The stove heat shield device 1 is configured as described above. Next, the heat shield mode of the stove heat shield device 1 during burner combustion will be described.
Referring to FIG. 1 (b), as the burner 6d burns, the flue gas rises because of its low specific gravity, and is exhausted outside through a range hood and a duct (both not shown). At the same time, room air is guided in the burner direction by the draft effect. A part of them is taken in via the air inflow path 4 formed in the gap between the first heat shield 2 and the stove 6. By such an action, the outflow of the combustion exhaust gas to the front side of the stove 6 is suppressed. Furthermore, the presence of the back cover portion 2c of the first heat shield plate 2 and the air heat insulating layer 5 shields radiation and heat transfer from the flame. By such an effect, the temperature rise on the stove front side is suppressed, and the indoor environment is greatly improved.
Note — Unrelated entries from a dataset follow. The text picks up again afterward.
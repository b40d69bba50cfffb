//! Configuration file management.
//!
//! Handles locating, reading, and querying the `esi.yml` configuration: the
//! secret server, the catalog of secrets, and the groups of injectors that
//! describe how secrets reach a child process.

use serde::{Deserialize, Serialize};
use std::path::{Path, PathBuf};
use tracing::{debug, error};

use crate::core::constants;
use crate::error::{ConfigError, Result};

/// Top-level configuration.
#[derive(Debug, Clone, Default, Serialize, Deserialize)]
pub struct Config {
    #[serde(default)]
    pub secret_server: SecretServerConfig,
    /// Catalog of secrets that injectors may reference by `id`.
    #[serde(default)]
    pub secrets: Vec<SecretRef>,
    #[serde(default)]
    pub groups: Vec<Group>,
}

/// Secret server connection settings.
#[derive(Debug, Clone, Serialize, Deserialize)]
pub struct SecretServerConfig {
    #[serde(default)]
    pub url: String,
    /// Lifetime of the cached token in seconds.
    #[serde(default = "default_ttl")]
    pub ttl: u64,
}

impl Default for SecretServerConfig {
    fn default() -> Self {
        Self {
            url: String::new(),
            ttl: default_ttl(),
        }
    }
}

fn default_ttl() -> u64 {
    constants::DEFAULT_TOKEN_TTL
}

/// Catalog entry mapping a local id to a field of a server-side secret.
#[derive(Debug, Clone, PartialEq, Eq, Serialize, Deserialize)]
pub struct SecretRef {
    pub id: String,
    pub secret_id: u64,
    pub field: String,
}

/// Named collection of injectors.
#[derive(Debug, Clone, Default, Serialize, Deserialize)]
pub struct Group {
    pub name: String,
    /// Preselected entry in the interactive group picker.
    #[serde(default)]
    pub selected: bool,
    #[serde(default)]
    pub injectors: Vec<Injector>,
}

/// Named, ordered set of injection rules.
#[derive(Debug, Clone, Default, Serialize, Deserialize)]
pub struct Injector {
    pub name: String,
    /// Preselected entry in the interactive injector picker.
    #[serde(default)]
    pub selected: bool,
    #[serde(default)]
    pub configs: Vec<InjectionRule>,
}

/// One way a secret reaches the child process.
#[derive(Debug, Clone, Default, Serialize, Deserialize)]
pub struct InjectionRule {
    #[serde(default)]
    pub env_key: String,
    #[serde(default)]
    pub env_secret: String,

    #[serde(default)]
    pub stdout: bool,
    #[serde(default)]
    pub stdout_secret: String,

    #[serde(default)]
    pub tmp_file: bool,
    #[serde(default)]
    pub tmp_file_secrets: Vec<String>,
    #[serde(default)]
    pub tmp_file_tmpl: String,
    #[serde(default)]
    pub tmp_file_var: String,
    #[serde(default)]
    pub tmp_file_suffix: String,
}

/// The single kind of injection a rule performs.
#[derive(Debug, Clone, Copy, PartialEq, Eq)]
pub enum RuleKind {
    Env,
    Stdout,
    File,
    None,
}

impl InjectionRule {
    /// Classify the rule. A file rule wins over stdout, stdout over env.
    pub fn kind(&self) -> RuleKind {
        if self.tmp_file {
            RuleKind::File
        } else if self.stdout && !self.stdout_secret.is_empty() {
            RuleKind::Stdout
        } else if !self.env_key.is_empty() && !self.env_secret.is_empty() {
            RuleKind::Env
        } else {
            RuleKind::None
        }
    }

    /// Secret ids this rule reads, in declaration order.
    pub fn secret_ids(&self) -> Vec<&str> {
        match self.kind() {
            RuleKind::Env => vec![self.env_secret.as_str()],
            RuleKind::Stdout => vec![self.stdout_secret.as_str()],
            RuleKind::File => self.tmp_file_secrets.iter().map(String::as_str).collect(),
            RuleKind::None => Vec::new(),
        }
    }
}

impl Config {
    /// Load configuration.
    ///
    /// An explicit `path` must exist. Otherwise the standard names are
    /// searched in `./`, the user config dir (`esi/`), and `/etc/esi/`; if
    /// none is found an empty configuration is returned.
    ///
    /// # Errors
    ///
    /// Returns `ConfigError::NotFound` for a missing explicit path,
    /// `ConfigError::ReadFile` or `ConfigError::Parse` for unreadable files.
    pub fn load(path: Option<&Path>) -> Result<Self> {
        if let Some(path) = path {
            if !path.exists() {
                return Err(ConfigError::NotFound(path.display().to_string()).into());
            }
            let config = Self::from_file(path)?;
            debug!(path = %path.display(), flag = true, "loaded config");
            return Ok(config);
        }

        for dir in Self::search_dirs() {
            for name in constants::CONFIG_FILES {
                let candidate = dir.join(name);
                if candidate.is_file() {
                    let config = Self::from_file(&candidate)?;
                    debug!(path = %candidate.display(), flag = false, "loaded config");
                    return Ok(config);
                }
            }
        }

        debug!("no config file found, using defaults");
        Ok(Self::default())
    }

    /// Directories searched for a config file, in priority order.
    pub fn search_dirs() -> Vec<PathBuf> {
        let mut dirs = vec![PathBuf::from(".")];
        if let Some(config_dir) = dirs::config_dir() {
            dirs.push(config_dir.join("esi"));
        }
        dirs.push(PathBuf::from(constants::SYSTEM_CONFIG_DIR));
        dirs
    }

    /// Parse a config file.
    pub fn from_file(path: &Path) -> Result<Self> {
        let contents = std::fs::read_to_string(path).map_err(ConfigError::ReadFile)?;
        Self::from_yaml(&contents)
    }

    /// Parse config from YAML text.
    pub fn from_yaml(contents: &str) -> Result<Self> {
        let config: Self = serde_yaml::from_str(contents).map_err(ConfigError::Parse)?;
        debug!(
            secrets = config.secrets.len(),
            groups = config.groups.len(),
            "config parsed"
        );
        Ok(config)
    }

    /// Ensure the settings needed to reach the secret server are present.
    pub fn validate(&self) -> Result<()> {
        if self.secret_server.url.trim().is_empty() {
            return Err(ConfigError::MissingField {
                field: "secret_server.url",
            }
            .into());
        }
        Ok(())
    }

    /// Find a catalog secret by id (case-insensitive).
    pub fn secret_by_id(&self, id: &str) -> Option<&SecretRef> {
        let found = self.secrets.iter().find(|s| s.id.eq_ignore_ascii_case(id));
        if found.is_none() {
            error!(id = %id, "failed to find secret by id in config");
        }
        found
    }

    /// Injectors of the named group (case-insensitive).
    pub fn injectors_by_group(&self, name: &str) -> Option<&[Injector]> {
        let found = self
            .groups
            .iter()
            .find(|g| g.name.eq_ignore_ascii_case(name))
            .map(|g| g.injectors.as_slice());
        if found.is_none() {
            error!(name = %name, "failed to find injectors by group name");
        }
        found
    }

    /// Find an injector by its `<group>.<injector>` name (case-insensitive).
    pub fn injector_by_fqdn(&self, fqdn: &str) -> Option<&Injector> {
        let found = self.groups.iter().find_map(|g| {
            let group = fqdn.get(..g.name.len())?;
            let injector = fqdn.get(g.name.len()..)?.strip_prefix('.')?;
            if !group.eq_ignore_ascii_case(&g.name) {
                return None;
            }
            g.injectors
                .iter()
                .find(|i| i.name.eq_ignore_ascii_case(injector))
        });
        if found.is_none() {
            error!(fqdn = %fqdn, "failed to find injector by fqdn");
        }
        found
    }
}
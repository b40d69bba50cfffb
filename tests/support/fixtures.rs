//! Test fixtures and constants.

/// Config with a server, one secret, and one injector.
pub const BASIC_CONFIG: &str = r#"
secret_server:
  url: https://tss.example.com/SecretServer
secrets:
  - id: s1
    secret_id: 1
    field: password
groups:
  - name: dev
    injectors:
      - name: api
        configs:
          - env_key: API_KEY
            env_secret: s1
"#;

/// Config missing the secret server url.
pub const NO_URL_CONFIG: &str = r#"
secrets:
  - { id: s1, secret_id: 1, field: password }
"#;

/// Not valid YAML for the config schema.
pub const MALFORMED_CONFIG: &str = "secret_server: [unterminated\n";
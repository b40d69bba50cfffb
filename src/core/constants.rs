//! Constants used throughout esi.
//!
//! Centralizes magic strings and configuration values.

/// Session keyring entry holding the local encryption password.
pub const PASSWORD_ID: &str = "esi:password";

/// User keyring entry holding the encrypted API token.
pub const TOKEN_ID: &str = "esi:token";

/// Lifetime of the cached password in seconds (15 minutes).
pub const PASSWORD_TTL: u64 = 900;

/// Default lifetime of the cached token in seconds.
pub const DEFAULT_TOKEN_TTL: u64 = 7200;

/// Config file names searched in each config directory, in order.
pub const CONFIG_FILES: &[&str] = &[".esi.yml", "esi.yml", ".esi.yaml", "esi.yaml"];

/// System-wide config directory.
pub const SYSTEM_CONFIG_DIR: &str = "/etc/esi";

/// Workspace file naming the injector for a directory tree.
pub const WORKSPACE_FILE: &str = ".esi-workspace.yml";

/// Prefix of generated temporary files (`esitmp-<uid>-<random>`).
pub const TMPFILE_PREFIX: &str = "esitmp";

/// Outer fetch attempts before giving up on the secret set.
pub const MAX_FETCH_ATTEMPTS: usize = 3;

/// Exit status used when no child process was spawned.
pub const FAILURE_EXIT_CODE: i32 = 1;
  1 (a) and 1 (c), the horizontal width W and depth D of the first heat shield plate 2, the front cover portion 2a height H1, the back cover portion 2c height H2, the first heat shield plate 2 and Regarding the gap d1 between the front surface portion 6g, the gap d2 between the first heat shield plate 2 and the top plate portion 6b, the gap d3 between the first heat shield plate 2 and the second heat shield plate 3, etc., the dimensions of each part of the gas stove, The optimum dimension can be selected in accordance with the burner capability and the like. The same applies to the following embodiments.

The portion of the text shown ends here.